======== RECORDS SUPPLIED ========

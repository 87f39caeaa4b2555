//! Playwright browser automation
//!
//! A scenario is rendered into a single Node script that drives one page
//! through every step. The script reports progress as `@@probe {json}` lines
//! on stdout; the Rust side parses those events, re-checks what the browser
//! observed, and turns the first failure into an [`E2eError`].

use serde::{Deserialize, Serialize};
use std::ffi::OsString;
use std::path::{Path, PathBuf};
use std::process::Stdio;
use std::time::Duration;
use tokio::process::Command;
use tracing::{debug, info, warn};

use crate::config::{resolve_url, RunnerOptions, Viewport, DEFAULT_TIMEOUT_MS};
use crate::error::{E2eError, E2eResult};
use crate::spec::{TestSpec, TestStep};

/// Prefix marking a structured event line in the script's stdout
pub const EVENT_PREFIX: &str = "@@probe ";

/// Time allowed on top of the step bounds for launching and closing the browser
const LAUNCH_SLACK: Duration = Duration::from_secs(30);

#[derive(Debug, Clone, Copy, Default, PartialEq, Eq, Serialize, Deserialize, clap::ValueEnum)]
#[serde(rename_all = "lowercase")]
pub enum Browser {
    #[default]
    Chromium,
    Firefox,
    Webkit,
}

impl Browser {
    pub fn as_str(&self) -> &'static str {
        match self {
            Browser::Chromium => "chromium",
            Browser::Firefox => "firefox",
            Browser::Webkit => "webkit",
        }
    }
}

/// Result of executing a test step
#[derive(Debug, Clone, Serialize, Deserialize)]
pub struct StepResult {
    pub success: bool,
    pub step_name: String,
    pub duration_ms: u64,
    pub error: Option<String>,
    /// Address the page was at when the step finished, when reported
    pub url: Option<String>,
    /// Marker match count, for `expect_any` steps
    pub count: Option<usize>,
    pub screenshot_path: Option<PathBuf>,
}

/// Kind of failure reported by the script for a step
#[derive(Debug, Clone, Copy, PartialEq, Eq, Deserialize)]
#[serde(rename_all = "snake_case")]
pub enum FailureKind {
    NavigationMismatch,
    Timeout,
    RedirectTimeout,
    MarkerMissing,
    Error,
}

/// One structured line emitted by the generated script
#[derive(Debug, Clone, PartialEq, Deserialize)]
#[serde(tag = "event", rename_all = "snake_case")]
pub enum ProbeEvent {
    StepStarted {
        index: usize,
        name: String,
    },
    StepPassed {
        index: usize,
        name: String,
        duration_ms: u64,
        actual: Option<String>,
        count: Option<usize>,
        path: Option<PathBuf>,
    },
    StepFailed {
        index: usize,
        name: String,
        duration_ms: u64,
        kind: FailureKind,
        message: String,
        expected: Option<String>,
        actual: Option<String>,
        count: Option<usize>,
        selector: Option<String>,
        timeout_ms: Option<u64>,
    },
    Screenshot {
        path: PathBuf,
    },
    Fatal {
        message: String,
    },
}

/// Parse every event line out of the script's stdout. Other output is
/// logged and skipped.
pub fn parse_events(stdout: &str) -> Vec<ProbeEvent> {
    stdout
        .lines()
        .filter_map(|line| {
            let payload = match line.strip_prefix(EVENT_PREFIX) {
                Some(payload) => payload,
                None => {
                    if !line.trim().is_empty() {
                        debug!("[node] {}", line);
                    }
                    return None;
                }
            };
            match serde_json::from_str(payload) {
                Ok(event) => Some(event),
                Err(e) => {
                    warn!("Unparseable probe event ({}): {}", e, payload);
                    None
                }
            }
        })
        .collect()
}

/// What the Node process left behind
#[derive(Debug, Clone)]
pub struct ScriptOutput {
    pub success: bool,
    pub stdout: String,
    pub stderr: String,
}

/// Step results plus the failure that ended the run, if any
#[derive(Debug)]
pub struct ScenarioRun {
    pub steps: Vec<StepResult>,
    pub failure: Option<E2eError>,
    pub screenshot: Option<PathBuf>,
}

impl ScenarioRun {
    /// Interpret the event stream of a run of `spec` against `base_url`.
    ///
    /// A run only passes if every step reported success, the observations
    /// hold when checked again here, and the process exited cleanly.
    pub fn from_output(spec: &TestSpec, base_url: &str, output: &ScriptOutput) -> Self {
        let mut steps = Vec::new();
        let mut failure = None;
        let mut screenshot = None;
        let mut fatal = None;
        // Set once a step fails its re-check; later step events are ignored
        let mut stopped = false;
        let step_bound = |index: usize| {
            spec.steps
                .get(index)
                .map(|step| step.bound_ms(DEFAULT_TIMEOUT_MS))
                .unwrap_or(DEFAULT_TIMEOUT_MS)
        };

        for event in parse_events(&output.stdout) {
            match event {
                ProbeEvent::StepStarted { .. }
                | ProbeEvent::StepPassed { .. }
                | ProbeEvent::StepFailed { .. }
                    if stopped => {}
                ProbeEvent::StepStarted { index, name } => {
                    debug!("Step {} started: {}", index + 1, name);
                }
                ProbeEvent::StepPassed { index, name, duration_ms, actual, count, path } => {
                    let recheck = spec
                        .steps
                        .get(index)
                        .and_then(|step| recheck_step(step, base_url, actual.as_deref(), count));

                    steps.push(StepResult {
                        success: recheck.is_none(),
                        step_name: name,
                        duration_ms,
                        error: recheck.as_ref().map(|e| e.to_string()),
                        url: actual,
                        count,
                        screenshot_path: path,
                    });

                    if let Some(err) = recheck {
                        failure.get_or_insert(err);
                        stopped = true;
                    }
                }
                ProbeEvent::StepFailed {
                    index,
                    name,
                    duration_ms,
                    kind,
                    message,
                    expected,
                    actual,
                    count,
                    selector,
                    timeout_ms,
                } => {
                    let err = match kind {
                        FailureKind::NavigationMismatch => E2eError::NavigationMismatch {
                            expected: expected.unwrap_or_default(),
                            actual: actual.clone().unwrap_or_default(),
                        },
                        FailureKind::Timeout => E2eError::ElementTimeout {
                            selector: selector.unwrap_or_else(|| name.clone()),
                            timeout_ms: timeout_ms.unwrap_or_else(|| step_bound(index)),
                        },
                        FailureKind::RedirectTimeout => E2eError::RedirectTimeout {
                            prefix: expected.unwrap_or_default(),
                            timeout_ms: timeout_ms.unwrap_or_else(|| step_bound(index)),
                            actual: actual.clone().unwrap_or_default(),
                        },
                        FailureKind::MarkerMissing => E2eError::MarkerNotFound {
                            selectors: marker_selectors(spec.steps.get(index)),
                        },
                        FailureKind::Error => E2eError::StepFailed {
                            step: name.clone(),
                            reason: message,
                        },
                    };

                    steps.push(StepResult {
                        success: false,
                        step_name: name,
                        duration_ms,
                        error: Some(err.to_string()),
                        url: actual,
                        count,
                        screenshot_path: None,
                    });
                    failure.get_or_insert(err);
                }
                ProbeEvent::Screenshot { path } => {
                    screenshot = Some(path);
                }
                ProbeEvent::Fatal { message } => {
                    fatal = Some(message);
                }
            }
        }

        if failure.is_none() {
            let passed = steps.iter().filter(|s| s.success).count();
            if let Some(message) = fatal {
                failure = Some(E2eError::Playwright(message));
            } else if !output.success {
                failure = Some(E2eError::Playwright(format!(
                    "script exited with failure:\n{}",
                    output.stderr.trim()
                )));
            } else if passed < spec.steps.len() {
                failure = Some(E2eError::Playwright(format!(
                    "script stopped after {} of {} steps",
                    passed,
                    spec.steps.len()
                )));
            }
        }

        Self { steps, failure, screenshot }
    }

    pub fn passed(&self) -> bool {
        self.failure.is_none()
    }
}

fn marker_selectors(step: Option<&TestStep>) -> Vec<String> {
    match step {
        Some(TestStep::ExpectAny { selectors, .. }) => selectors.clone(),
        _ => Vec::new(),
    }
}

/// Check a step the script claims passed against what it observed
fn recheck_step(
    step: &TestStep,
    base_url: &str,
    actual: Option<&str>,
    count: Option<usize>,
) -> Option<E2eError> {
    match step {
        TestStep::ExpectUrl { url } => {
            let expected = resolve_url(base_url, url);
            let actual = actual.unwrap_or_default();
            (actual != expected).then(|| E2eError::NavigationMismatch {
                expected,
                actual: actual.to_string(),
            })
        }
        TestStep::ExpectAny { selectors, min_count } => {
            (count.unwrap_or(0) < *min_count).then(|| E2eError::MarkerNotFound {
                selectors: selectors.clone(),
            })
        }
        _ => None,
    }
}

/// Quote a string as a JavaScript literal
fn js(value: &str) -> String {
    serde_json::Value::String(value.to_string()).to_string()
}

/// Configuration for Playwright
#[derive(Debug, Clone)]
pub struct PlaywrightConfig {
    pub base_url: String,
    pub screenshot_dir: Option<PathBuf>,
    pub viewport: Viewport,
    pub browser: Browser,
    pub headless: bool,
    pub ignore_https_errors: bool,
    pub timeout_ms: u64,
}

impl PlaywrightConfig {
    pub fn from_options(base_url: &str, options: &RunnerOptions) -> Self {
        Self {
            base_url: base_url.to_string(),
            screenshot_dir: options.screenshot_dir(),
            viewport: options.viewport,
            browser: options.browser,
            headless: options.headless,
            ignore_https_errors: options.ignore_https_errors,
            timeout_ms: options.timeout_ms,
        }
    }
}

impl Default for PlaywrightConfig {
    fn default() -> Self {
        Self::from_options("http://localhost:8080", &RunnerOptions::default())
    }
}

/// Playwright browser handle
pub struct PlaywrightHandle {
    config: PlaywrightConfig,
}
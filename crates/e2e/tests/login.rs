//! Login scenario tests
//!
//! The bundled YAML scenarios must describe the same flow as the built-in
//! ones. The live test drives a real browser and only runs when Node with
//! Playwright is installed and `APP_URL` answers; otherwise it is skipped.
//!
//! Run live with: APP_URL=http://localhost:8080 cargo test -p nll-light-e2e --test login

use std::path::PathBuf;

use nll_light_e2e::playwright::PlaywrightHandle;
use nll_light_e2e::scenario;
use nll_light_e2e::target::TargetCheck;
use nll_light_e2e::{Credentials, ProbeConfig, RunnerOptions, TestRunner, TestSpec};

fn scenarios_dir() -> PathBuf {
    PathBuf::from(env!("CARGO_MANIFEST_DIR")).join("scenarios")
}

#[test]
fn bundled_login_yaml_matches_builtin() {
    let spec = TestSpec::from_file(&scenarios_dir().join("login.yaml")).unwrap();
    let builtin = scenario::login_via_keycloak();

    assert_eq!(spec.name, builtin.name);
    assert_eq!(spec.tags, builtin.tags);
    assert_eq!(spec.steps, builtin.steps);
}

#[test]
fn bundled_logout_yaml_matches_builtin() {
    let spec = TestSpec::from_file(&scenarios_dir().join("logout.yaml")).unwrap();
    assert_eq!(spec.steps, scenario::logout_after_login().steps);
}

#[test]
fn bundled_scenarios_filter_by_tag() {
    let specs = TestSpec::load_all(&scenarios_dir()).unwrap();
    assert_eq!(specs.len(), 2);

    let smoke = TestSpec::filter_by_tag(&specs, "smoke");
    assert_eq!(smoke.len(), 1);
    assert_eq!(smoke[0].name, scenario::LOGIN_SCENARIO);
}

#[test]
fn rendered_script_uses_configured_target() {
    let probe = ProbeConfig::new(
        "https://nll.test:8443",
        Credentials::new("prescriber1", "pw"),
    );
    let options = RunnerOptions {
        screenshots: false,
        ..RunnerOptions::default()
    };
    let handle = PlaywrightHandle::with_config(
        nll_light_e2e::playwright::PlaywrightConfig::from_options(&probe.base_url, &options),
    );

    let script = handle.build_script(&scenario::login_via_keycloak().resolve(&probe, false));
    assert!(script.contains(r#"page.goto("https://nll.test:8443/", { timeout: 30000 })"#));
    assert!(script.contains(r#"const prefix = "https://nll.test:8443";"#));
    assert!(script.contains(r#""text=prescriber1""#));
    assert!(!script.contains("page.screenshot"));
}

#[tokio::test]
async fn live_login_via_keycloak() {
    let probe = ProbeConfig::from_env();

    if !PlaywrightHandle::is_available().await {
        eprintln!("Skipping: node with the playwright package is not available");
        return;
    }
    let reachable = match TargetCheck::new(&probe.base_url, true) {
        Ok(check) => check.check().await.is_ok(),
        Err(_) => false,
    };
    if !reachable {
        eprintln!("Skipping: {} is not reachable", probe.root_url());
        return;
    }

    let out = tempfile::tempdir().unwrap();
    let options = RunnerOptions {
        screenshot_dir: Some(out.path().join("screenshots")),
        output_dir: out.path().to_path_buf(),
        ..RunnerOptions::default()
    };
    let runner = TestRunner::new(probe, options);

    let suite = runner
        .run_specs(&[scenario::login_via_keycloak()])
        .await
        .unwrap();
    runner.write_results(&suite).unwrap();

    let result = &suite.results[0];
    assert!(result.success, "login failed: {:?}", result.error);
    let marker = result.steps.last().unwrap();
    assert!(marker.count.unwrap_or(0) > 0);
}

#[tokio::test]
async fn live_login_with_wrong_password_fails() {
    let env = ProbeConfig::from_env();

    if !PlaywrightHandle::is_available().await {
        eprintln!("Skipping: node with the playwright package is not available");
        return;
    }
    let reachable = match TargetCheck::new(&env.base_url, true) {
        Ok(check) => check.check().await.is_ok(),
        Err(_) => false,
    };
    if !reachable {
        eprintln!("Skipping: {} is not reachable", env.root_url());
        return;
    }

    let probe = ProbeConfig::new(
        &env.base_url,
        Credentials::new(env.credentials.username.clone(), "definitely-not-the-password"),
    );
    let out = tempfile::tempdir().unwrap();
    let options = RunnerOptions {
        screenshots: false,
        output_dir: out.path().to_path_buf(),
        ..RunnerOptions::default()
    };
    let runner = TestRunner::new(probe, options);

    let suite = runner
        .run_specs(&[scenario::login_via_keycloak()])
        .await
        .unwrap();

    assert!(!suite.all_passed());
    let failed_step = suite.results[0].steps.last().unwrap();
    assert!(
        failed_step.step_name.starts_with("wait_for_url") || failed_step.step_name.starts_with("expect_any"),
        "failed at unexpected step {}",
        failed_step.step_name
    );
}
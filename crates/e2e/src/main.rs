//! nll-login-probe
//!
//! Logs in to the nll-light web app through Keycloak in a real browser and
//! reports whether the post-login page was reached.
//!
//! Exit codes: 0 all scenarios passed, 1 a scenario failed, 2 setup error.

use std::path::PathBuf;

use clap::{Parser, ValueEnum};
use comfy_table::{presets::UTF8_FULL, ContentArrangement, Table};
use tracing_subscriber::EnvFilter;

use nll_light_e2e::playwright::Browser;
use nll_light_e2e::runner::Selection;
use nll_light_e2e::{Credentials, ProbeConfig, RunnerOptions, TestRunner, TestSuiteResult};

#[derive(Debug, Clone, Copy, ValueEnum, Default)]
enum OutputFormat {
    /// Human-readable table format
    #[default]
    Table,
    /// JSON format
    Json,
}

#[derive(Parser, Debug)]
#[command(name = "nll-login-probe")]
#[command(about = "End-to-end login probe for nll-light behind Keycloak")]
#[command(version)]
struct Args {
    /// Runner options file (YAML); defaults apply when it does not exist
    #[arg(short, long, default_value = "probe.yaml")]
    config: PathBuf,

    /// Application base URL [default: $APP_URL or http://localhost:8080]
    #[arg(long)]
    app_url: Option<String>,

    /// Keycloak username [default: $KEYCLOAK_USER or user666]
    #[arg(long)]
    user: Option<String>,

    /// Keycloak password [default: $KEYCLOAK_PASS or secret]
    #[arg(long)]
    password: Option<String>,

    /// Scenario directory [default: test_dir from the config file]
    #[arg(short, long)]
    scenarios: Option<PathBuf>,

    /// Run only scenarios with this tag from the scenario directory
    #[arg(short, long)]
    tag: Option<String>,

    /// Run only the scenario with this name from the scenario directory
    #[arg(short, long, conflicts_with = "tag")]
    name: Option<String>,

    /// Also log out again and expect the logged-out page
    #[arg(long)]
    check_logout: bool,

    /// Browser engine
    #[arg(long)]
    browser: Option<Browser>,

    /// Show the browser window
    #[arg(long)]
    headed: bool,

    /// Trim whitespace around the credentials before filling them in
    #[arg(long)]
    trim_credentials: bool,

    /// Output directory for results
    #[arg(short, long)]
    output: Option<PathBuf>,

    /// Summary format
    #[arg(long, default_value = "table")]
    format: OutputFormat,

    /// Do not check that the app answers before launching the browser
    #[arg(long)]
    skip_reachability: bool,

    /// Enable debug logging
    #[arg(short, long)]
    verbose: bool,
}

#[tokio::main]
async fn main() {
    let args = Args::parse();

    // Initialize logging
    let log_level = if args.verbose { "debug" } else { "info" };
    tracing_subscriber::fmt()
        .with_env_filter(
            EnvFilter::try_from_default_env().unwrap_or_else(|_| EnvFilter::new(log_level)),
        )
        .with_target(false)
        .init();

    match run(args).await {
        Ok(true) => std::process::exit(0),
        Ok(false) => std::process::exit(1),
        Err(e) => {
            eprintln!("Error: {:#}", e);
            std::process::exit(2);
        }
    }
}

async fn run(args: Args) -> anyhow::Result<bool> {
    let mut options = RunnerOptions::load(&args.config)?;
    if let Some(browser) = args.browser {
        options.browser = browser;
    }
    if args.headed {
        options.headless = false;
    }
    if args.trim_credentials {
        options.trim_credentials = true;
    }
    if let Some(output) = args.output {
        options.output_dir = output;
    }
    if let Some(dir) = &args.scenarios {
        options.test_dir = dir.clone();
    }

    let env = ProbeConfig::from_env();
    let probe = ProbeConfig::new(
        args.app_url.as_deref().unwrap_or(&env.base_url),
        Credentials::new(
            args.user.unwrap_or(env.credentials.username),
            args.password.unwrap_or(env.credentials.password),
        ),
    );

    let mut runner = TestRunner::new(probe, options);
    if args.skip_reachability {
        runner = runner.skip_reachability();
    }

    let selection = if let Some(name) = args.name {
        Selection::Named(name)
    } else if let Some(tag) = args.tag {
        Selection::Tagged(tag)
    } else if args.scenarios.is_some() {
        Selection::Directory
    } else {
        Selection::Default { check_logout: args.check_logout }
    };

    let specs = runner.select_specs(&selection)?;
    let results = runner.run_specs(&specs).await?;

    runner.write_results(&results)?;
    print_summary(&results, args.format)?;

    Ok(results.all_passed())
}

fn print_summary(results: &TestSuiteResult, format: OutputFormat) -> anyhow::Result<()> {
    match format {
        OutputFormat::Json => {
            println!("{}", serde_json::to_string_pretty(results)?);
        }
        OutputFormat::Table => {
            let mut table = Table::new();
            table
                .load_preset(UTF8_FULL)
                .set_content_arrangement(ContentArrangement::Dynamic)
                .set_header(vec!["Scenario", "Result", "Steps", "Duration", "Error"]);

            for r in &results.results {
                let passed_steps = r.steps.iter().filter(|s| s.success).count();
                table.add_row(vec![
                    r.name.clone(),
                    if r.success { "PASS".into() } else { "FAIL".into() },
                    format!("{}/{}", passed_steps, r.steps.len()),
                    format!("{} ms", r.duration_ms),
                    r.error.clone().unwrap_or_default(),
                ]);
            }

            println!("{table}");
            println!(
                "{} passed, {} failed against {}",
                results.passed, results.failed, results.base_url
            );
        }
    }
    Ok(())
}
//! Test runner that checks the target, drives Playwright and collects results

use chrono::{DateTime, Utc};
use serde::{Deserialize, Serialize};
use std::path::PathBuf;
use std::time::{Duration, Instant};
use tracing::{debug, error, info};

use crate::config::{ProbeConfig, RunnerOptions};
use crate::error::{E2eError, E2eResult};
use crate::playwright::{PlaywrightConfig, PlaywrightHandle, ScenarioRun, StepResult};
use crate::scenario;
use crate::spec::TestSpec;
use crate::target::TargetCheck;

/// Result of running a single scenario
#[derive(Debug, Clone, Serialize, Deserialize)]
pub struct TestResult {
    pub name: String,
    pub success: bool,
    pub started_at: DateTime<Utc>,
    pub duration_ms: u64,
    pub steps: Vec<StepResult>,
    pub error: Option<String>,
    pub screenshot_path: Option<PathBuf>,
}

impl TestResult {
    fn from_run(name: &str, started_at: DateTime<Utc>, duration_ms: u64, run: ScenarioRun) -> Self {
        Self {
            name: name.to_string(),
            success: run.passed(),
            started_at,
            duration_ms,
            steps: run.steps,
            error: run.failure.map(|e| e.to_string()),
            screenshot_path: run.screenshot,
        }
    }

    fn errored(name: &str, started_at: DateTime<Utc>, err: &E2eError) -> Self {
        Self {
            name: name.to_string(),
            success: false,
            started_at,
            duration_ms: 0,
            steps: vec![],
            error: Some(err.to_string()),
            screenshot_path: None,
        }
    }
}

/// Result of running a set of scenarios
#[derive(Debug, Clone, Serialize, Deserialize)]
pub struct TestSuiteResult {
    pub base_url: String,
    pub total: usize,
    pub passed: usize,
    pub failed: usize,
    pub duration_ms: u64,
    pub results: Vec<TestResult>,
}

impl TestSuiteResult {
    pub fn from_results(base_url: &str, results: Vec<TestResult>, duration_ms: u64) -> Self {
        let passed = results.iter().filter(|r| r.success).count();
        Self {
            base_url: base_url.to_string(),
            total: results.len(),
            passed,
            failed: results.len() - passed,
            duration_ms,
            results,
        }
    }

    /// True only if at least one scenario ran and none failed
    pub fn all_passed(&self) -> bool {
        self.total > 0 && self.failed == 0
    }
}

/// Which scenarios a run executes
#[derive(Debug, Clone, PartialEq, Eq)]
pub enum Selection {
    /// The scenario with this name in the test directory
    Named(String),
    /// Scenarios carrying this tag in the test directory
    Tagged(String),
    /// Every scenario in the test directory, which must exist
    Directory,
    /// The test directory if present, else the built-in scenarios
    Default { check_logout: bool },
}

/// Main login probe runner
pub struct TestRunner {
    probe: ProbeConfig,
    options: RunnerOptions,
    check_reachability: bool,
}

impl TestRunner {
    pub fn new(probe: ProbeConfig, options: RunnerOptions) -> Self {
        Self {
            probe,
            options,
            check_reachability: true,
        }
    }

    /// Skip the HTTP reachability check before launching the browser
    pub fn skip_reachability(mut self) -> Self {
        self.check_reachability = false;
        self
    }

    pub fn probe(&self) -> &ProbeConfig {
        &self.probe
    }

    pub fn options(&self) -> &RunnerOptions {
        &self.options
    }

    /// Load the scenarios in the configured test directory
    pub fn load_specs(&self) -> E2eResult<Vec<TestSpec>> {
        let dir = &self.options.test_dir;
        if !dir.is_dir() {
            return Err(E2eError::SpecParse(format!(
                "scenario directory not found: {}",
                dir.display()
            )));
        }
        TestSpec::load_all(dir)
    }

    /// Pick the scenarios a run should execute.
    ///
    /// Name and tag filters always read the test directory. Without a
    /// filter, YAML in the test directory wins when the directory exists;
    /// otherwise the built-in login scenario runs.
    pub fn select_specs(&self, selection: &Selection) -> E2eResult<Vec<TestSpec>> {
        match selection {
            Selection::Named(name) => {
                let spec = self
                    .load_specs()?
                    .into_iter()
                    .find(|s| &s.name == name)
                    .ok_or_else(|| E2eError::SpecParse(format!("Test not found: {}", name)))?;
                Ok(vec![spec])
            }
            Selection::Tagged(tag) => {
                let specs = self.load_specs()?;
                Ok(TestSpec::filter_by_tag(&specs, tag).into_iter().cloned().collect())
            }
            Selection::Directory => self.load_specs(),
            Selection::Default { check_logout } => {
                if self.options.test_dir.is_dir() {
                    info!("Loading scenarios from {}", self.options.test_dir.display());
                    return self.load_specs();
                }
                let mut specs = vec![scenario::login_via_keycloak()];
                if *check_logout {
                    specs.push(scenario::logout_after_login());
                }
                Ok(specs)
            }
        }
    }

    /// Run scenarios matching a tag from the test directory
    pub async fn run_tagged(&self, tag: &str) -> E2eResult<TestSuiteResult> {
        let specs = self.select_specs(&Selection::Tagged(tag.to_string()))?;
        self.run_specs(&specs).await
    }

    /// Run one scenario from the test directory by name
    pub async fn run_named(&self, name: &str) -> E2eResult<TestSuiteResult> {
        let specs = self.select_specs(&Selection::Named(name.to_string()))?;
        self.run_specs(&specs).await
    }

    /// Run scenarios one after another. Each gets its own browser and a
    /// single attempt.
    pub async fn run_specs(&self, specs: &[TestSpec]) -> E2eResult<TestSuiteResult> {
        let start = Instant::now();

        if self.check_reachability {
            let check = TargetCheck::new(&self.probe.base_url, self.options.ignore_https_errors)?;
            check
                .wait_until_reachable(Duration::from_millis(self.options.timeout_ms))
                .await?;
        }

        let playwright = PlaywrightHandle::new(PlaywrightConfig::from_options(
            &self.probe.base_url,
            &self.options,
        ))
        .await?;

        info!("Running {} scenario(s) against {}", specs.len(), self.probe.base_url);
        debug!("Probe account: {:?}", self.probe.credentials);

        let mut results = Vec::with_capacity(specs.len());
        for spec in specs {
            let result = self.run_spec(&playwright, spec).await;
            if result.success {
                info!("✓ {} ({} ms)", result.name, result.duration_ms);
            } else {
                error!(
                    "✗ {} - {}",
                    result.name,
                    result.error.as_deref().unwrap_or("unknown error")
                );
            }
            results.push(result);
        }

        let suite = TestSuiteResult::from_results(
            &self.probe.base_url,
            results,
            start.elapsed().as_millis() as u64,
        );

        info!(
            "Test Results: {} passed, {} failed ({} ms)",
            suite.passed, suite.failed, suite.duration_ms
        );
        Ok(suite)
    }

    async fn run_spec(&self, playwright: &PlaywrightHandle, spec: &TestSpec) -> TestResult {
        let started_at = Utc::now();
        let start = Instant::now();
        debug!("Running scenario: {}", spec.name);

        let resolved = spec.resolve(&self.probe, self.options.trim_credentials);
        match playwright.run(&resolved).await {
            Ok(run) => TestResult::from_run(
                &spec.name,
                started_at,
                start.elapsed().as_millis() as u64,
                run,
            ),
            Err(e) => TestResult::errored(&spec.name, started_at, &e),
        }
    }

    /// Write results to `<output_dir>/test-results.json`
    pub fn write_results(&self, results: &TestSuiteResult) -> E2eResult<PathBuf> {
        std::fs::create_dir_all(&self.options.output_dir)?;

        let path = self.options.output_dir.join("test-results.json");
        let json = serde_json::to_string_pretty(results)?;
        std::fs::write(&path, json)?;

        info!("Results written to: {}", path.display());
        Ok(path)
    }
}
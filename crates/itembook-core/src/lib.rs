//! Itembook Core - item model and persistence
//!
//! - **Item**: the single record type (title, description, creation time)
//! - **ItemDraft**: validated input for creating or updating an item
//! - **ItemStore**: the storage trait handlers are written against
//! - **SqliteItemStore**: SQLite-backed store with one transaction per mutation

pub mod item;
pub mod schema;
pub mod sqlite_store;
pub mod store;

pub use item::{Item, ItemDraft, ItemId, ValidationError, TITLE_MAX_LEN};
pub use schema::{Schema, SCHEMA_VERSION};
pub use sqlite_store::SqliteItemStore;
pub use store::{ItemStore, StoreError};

========

=== DIRECTIONS FOR THIS TASK ===
Whenever a line in the records above contains the string "ScriptOutput", copy that line.

=== WRITTEN RESPONSE ===
pub struct ScriptOutput {
    pub fn from_output(spec: &TestSpec, base_url: &str, output: &ScriptOutput) -> Self {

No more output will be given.